## EXERCISE AIM
Where in the material does the word "same" appear? Copy each line that has it.

## INPUT DATA
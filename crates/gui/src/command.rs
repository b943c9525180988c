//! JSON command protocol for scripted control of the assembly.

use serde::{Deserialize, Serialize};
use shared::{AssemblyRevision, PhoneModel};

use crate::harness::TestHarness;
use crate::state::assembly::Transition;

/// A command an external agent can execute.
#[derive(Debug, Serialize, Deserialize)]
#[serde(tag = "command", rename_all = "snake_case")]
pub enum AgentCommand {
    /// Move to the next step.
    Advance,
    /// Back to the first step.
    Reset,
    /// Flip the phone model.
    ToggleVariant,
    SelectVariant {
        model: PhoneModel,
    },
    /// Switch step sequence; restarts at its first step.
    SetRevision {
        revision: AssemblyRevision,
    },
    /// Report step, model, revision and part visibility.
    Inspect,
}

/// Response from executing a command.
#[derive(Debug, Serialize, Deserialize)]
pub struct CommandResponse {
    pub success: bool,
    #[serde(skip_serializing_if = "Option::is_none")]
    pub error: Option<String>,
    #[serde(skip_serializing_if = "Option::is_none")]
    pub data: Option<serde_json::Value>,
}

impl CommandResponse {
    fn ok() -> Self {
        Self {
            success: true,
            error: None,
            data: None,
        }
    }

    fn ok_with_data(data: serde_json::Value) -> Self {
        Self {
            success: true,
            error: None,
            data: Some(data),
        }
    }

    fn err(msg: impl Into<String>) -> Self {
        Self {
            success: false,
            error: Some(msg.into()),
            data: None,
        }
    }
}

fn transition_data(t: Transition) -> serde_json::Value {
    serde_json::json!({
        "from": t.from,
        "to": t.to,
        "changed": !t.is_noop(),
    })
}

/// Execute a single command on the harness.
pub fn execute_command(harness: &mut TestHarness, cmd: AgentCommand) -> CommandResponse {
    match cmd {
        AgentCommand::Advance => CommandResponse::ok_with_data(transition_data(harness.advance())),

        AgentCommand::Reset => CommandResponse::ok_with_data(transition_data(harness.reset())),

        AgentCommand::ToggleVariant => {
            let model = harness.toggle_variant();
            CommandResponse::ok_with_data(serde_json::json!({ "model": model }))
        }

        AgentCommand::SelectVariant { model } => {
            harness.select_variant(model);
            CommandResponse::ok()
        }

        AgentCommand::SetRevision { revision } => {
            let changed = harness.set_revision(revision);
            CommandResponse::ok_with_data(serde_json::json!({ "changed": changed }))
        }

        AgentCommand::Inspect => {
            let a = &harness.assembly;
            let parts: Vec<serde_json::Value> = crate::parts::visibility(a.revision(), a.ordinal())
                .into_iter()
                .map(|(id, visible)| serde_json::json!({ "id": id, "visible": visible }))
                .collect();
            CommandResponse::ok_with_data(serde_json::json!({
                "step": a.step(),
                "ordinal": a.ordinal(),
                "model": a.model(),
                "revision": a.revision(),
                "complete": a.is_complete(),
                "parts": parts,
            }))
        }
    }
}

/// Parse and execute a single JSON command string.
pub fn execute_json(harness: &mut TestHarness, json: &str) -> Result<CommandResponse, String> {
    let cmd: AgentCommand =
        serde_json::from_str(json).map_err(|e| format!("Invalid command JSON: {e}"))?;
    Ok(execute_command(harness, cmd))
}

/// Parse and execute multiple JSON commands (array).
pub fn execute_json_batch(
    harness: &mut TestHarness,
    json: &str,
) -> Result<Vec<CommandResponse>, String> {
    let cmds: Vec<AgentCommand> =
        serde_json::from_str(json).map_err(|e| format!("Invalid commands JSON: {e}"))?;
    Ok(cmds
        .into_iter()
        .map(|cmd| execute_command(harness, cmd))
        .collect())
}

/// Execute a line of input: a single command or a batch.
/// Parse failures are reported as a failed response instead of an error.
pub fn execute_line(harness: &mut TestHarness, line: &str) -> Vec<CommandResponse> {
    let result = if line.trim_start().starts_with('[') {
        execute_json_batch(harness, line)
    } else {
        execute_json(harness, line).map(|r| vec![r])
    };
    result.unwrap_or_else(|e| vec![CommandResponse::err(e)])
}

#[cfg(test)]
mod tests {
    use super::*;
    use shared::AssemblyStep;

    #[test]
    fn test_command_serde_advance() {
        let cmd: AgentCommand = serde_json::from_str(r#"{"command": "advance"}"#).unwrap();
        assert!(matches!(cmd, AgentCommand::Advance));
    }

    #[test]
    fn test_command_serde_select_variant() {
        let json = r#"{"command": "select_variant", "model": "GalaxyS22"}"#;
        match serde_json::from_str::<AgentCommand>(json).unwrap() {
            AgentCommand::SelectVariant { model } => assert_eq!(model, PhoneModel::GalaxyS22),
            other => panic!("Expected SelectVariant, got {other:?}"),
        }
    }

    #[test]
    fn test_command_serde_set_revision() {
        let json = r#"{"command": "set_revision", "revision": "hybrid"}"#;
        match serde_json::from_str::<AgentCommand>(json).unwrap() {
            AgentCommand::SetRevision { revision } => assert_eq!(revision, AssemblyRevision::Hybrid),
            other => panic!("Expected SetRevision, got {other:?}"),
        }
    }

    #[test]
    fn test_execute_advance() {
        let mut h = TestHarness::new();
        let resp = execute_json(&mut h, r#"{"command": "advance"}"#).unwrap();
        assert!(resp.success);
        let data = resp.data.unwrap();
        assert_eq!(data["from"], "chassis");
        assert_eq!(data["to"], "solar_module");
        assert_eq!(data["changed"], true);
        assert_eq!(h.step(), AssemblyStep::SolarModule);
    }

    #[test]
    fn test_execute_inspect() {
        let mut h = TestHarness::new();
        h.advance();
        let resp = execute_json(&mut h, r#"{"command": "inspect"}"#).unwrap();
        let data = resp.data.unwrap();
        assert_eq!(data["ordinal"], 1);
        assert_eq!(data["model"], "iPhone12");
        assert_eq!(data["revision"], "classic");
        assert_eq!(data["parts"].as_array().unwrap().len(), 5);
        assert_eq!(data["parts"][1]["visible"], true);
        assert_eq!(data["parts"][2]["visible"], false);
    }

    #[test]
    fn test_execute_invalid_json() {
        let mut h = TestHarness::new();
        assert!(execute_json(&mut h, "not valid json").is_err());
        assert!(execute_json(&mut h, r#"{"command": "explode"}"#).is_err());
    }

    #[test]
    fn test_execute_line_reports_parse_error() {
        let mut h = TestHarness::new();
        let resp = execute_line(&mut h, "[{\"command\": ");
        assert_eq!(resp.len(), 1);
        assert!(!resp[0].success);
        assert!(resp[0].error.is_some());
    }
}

--

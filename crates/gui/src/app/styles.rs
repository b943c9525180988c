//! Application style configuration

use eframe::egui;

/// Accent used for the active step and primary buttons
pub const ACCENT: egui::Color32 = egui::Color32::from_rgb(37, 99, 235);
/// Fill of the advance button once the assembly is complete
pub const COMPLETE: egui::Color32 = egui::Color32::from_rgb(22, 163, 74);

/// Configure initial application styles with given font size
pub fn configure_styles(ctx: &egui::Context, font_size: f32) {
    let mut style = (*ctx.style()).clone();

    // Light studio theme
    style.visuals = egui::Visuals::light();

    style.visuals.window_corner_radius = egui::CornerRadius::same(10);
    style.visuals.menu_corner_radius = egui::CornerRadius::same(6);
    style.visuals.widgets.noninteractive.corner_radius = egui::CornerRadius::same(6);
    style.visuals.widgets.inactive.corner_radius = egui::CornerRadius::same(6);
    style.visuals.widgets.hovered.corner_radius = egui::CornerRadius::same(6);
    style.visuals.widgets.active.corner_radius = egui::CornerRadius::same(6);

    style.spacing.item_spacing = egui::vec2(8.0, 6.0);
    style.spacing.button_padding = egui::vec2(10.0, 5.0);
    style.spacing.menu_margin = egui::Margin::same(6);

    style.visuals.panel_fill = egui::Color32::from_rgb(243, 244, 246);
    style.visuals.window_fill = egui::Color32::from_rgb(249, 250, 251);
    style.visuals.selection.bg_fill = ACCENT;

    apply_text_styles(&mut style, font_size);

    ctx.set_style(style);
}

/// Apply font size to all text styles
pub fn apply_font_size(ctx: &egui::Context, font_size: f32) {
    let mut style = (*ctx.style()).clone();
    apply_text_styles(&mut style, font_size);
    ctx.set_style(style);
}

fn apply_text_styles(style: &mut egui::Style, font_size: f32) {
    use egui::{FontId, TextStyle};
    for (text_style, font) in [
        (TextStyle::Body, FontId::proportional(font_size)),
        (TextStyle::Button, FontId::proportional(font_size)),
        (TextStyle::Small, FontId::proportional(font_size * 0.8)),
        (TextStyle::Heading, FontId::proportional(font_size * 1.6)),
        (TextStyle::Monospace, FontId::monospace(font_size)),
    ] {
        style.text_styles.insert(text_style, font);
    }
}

...

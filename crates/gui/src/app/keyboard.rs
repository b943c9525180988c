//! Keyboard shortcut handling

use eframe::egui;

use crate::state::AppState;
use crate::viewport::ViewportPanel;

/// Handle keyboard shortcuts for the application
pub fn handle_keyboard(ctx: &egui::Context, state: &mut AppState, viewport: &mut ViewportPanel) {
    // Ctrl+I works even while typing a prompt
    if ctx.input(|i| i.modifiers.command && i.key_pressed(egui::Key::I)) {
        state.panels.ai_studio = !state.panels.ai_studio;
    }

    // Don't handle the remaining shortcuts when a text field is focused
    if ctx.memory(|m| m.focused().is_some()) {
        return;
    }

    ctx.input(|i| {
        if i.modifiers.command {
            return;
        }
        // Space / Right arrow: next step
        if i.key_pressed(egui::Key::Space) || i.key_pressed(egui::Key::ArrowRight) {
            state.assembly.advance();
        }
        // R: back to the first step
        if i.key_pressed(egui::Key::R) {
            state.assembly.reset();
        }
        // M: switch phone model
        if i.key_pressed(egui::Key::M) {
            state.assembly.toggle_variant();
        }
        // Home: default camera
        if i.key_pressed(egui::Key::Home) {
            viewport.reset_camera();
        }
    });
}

## RESPONSE AREA
    style.visuals.window_corner_radius = egui::CornerRadius::same(10);
    style.visuals.menu_corner_radius = egui::CornerRadius::same(6);
    style.visuals.widgets.noninteractive.corner_radius = egui::CornerRadius::same(6);
    style.visuals.widgets.inactive.corner_radius = egui::CornerRadius::same(6);
    style.visuals.widgets.hovered.corner_radius = egui::CornerRadius::same(6);
    style.visuals.widgets.active.corner_radius = egui::CornerRadius::same(6);
    style.spacing.menu_margin = egui::Margin::same(6);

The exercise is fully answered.